# Matting on my hav's butt



## gelbergirl (Jun 9, 2007)

My Henry has terrible matting on his bottom-side, aka the butt.
When I attempt to de-mat this area with the comb - he GROWLS. I hate to think that I am hurting the little guy. 

Anyone have any advice, for those with havs in full coat ? ?


----------



## LuvMyHavanese (Apr 13, 2007)

I am going thru that now with Tripp. He is blowing coat now.Its the ONLY time he growls, ever!!
Their skin is so sensitive. I just try & do a little at a time & gives lots of praise. Then i make sure he gets a really good treat when i am done. He hates to be brushed but he is tolerating it-somewhat  .
What kind of tools do you use to brush him?


----------



## gelbergirl (Jun 9, 2007)

I have what is called a "steel greyhound comb" which works just wonderfully on the rest of his body, and the "wire triangle brush" that I use to fluff him after bath and blow-dry.

I keep trrying to do it a bit at a time as well, but it is so much.
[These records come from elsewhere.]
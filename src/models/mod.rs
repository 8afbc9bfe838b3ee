//! Core data models for the lookup engine.

pub mod admin;
pub mod point;

pub use admin::{AdminLevel, DatasetKey, LocationResult, Region};
pub use point::GeoPoint;
//! Dataset loading from GeoJSON files.

use std::fs;
use std::io::ErrorKind;
use std::path::{Path, PathBuf};

use geojson::{Feature, GeoJson};
use serde_json::Value as JsonValue;
use tracing::{info, warn};

use super::geometry;
use super::Dataset;
use crate::config::DatasetLayout;
use crate::error::LoadError;
use crate::models::{AdminLevel, DatasetKey, Region};

/// Backing storage for boundary datasets.
///
/// `Ok(None)` means no dataset exists for the key, which is normal for leaf
/// units. A dataset that exists but cannot be read is always an error.
pub trait DatasetSource: Send + Sync {
    fn load(&self, key: &DatasetKey) -> Result<Option<Dataset>, LoadError>;
}

/// Reads `FeatureCollection` files laid out as
/// `<data_dir>/<root_file>`, `<data_dir>/<province_dir>/<code>.json` and
/// `<data_dir>/<city_dir>/<code>.json`.
#[derive(Debug, Clone)]
pub struct GeoJsonSource {
    data_dir: PathBuf,
    layout: DatasetLayout,
}

impl GeoJsonSource {
    pub fn new(data_dir: impl Into<PathBuf>, layout: DatasetLayout) -> Self {
        Self {
            data_dir: data_dir.into(),
            layout,
        }
    }

    /// Expected file location for a dataset.
    ///
    /// Returns `None` for codes that cannot name a file (empty, or containing
    /// path components).
    pub fn path_for(&self, key: &DatasetKey) -> Option<PathBuf> {
        let dir = match key.level {
            AdminLevel::Country => return Some(self.data_dir.join(&self.layout.root_file)),
            AdminLevel::Province => &self.layout.province_dir,
            AdminLevel::City => &self.layout.city_dir,
        };

        if !is_plain_code(&key.code) {
            return None;
        }

        Some(self.data_dir.join(dir).join(format!("{}.json", key.code)))
    }
}

impl DatasetSource for GeoJsonSource {
    fn load(&self, key: &DatasetKey) -> Result<Option<Dataset>, LoadError> {
        let Some(path) = self.path_for(key) else {
            warn!("Refusing to map code {:?} to a dataset path", key.code);
            return Ok(None);
        };

        let text = match fs::read_to_string(&path) {
            Ok(text) => text,
            Err(e) if e.kind() == ErrorKind::NotFound => {
                if key.is_root() {
                    return Err(LoadError::MissingRoot { path });
                }
                return Ok(None);
            }
            Err(source) => return Err(LoadError::Io { path, source }),
        };

        let regions = parse_regions(&path, &text)?;
        info!("Loaded {} ({} regions) from {}", key, regions.len(), path.display());

        Ok(Some(Dataset::build(regions)))
    }
}

fn is_plain_code(code: &str) -> bool {
    !code.is_empty()
        && code
            .chars()
            .all(|c| c.is_ascii_alphanumeric() || c == '-' || c == '_')
}

/// Parse a `FeatureCollection` into ordered, repaired regions
pub fn parse_regions(path: &Path, text: &str) -> Result<Vec<Region>, LoadError> {
    let geojson: GeoJson = text.parse().map_err(|source| LoadError::Parse {
        path: path.to_path_buf(),
        source,
    })?;

    let GeoJson::FeatureCollection(collection) = geojson else {
        return Err(LoadError::format(path, "expected a FeatureCollection"));
    };

    let mut regions = Vec::with_capacity(collection.features.len());

    for (position, feature) in collection.features.iter().enumerate() {
        let name = feature_name(feature)
            .ok_or_else(|| LoadError::format(path, format!("feature {} has no name", position)))?;
        let code = feature_code(feature).ok_or_else(|| {
            LoadError::format(path, format!("feature {} ({}) has no adcode", position, name))
        })?;

        // A feature without a shape cannot contain anything
        let Some(geom) = feature.geometry.as_ref() else {
            warn!("Skipping {} ({}) in {}: no geometry", name, code, path.display());
            continue;
        };

        let raw = geometry::boundary_from_geojson(&geom.value).map_err(|reason| {
            LoadError::format(path, format!("feature {} ({}): {}", position, name, reason))
        })?;

        regions.push(Region {
            name,
            code,
            boundary: geometry::repair(&raw),
        });
    }

    Ok(regions)
}

fn feature_name(feature: &Feature) -> Option<String> {
    feature
        .properties
        .as_ref()
        .and_then(|props| props.get("name"))
        .and_then(|v| v.as_str())
        .map(str::to_string)
}

/// Read `adcode` as text, whether the file stores it as a string or a number
fn feature_code(feature: &Feature) -> Option<String> {
    let value = feature.properties.as_ref()?.get("adcode")?;
    match value {
        JsonValue::String(s) if !s.is_empty() => Some(s.clone()),
        JsonValue::Number(n) => {
            if let Some(i) = n.as_i64() {
                Some(i.to_string())
            } else if let Some(u) = n.as_u64() {
                Some(u.to_string())
            } else {
                let f = n.as_f64()?;
                if f.fract() == 0.0 && f.abs() < i64::MAX as f64 {
                    Some((f as i64).to_string())
                } else {
                    Some(n.to_string())
                }
            }
        }
        _ => None,
    }
}
//! adlocate - resolve coordinates to province / city / district
//!
//! This library provides the lookup engine used by the HTTP server binary.

pub mod config;
pub mod error;
pub mod models;
pub mod pip;

pub use config::{Config, DatasetLayout};
pub use error::{LoadError, ResolveError};
pub use models::{AdminLevel, DatasetKey, GeoPoint, LocationResult, Region};
pub use pip::{DatasetSource, GeoJsonSource, Resolver};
I will try the lots of praise and big treat at the end or during possibly.


----------



## irnfit (Nov 21, 2006)

I just spent 2 hours today brushing Kodi, and that was just on one side and his legs. Tomorrow I have to do the other side. I might have to break down and have him clipped. His backside is matted as well, and I was thinking of just having it shaved. 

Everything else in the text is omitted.